#### [DIRECTIONS]
Go to the line containing "assert!(engine.limit_reached());" in the records below and retype from there through the final line, exactly.

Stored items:
==============================

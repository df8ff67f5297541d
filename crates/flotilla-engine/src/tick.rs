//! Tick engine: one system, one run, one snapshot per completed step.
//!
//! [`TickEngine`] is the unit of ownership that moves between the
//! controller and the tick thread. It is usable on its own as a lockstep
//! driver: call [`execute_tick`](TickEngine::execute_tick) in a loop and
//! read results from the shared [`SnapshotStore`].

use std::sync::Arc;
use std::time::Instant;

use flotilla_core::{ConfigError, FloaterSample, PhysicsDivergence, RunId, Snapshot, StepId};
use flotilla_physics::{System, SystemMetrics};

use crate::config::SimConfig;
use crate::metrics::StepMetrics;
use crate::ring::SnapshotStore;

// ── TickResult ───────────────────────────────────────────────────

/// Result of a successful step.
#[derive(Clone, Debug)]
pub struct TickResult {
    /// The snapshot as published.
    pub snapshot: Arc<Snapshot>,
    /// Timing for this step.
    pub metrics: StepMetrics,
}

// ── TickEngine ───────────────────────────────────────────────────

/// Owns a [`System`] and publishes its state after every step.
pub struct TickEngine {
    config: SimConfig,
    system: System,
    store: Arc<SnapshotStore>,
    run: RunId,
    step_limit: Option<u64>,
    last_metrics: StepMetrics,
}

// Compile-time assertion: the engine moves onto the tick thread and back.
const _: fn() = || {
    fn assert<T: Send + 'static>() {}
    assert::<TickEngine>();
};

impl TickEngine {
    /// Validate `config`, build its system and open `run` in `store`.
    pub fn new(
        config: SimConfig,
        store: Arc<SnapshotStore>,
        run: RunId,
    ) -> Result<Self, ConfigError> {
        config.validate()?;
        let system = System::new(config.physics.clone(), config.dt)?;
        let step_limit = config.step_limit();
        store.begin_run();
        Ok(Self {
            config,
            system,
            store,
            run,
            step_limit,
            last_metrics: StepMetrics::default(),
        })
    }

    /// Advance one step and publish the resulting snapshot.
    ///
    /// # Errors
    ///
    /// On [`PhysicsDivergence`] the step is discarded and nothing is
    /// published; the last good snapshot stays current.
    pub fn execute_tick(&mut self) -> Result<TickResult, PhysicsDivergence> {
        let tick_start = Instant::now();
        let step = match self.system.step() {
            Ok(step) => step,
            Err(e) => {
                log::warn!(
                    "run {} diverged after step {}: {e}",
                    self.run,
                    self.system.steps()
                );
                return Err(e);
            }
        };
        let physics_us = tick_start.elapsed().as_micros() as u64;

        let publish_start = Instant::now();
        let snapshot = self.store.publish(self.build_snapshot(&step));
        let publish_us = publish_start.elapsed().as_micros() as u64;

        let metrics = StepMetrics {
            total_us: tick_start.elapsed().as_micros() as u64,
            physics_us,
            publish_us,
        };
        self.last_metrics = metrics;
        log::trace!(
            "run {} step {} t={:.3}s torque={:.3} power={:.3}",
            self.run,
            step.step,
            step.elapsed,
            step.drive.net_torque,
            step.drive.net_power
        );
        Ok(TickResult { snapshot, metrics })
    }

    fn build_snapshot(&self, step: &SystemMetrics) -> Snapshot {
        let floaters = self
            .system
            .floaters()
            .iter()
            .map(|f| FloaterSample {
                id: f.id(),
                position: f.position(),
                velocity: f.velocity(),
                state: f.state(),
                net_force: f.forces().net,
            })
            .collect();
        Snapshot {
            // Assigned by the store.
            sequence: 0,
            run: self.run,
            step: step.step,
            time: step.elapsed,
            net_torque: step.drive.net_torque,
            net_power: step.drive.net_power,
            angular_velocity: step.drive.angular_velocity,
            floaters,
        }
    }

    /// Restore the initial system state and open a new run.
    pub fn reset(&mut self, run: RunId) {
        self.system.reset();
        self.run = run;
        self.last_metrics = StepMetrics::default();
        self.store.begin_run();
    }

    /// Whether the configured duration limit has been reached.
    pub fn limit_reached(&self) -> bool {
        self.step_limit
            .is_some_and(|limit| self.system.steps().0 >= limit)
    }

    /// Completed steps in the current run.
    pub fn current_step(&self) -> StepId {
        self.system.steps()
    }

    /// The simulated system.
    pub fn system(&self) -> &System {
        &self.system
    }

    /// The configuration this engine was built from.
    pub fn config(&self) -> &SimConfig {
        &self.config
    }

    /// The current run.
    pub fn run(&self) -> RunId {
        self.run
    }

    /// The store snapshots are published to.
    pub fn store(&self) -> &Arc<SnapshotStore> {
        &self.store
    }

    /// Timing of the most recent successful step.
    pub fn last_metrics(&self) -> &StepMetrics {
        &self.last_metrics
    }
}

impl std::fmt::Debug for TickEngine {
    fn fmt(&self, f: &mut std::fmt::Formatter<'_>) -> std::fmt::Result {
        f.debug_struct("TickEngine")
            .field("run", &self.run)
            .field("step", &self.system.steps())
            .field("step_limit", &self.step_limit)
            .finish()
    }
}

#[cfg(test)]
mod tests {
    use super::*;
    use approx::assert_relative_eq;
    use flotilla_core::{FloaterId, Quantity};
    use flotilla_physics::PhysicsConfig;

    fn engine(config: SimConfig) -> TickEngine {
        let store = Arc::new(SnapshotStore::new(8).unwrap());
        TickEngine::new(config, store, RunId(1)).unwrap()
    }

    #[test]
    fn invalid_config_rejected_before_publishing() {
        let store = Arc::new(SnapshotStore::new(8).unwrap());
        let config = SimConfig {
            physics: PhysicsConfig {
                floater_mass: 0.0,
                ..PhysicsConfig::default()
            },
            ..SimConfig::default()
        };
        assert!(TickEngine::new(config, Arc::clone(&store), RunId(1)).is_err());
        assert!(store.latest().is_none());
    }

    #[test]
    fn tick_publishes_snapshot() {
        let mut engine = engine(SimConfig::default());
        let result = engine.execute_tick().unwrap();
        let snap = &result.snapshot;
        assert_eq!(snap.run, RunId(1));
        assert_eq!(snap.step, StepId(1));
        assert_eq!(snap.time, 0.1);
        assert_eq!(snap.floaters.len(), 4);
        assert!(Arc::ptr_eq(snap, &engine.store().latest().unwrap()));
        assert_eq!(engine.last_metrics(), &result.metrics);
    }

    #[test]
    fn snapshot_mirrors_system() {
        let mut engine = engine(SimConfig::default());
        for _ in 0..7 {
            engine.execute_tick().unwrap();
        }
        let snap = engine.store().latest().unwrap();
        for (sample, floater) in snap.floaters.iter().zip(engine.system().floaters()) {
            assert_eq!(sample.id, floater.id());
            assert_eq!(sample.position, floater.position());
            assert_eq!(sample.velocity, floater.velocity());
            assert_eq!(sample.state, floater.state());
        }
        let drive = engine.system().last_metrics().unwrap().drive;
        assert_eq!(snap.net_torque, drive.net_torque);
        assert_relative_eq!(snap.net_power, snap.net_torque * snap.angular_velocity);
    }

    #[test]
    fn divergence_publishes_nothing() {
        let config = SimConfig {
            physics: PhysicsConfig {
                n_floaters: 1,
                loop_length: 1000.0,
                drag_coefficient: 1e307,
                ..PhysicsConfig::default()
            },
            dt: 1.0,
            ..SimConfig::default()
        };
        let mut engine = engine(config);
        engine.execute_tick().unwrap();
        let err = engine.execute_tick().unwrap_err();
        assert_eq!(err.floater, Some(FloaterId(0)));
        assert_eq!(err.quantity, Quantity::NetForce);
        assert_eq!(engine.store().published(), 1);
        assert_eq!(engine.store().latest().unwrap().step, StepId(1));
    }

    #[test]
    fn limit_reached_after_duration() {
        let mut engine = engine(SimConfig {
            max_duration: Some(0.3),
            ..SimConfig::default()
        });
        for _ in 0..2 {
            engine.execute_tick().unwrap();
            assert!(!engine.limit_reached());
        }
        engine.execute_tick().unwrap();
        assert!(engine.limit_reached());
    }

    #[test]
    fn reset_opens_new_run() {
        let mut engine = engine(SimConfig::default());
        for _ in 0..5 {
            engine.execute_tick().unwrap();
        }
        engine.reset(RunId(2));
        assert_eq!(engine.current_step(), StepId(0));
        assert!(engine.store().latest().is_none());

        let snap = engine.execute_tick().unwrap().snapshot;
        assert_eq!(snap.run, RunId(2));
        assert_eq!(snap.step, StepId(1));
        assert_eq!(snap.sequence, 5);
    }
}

==============================

#### [WRITTEN SOLUTION]
        assert!(engine.limit_reached());
    }

    #[test]
    fn reset_opens_new_run() {
        let mut engine = engine(SimConfig::default());
        for _ in 0..5 {
            engine.execute_tick().unwrap();
        }
        engine.reset(RunId(2));
        assert_eq!(engine.current_step(), StepId(0));
        assert!(engine.store().latest().is_none());

        let snap = engine.execute_tick().unwrap().snapshot;
        assert_eq!(snap.run, RunId(2));
        assert_eq!(snap.step, StepId(1));
        assert_eq!(snap.sequence, 5);
    }
}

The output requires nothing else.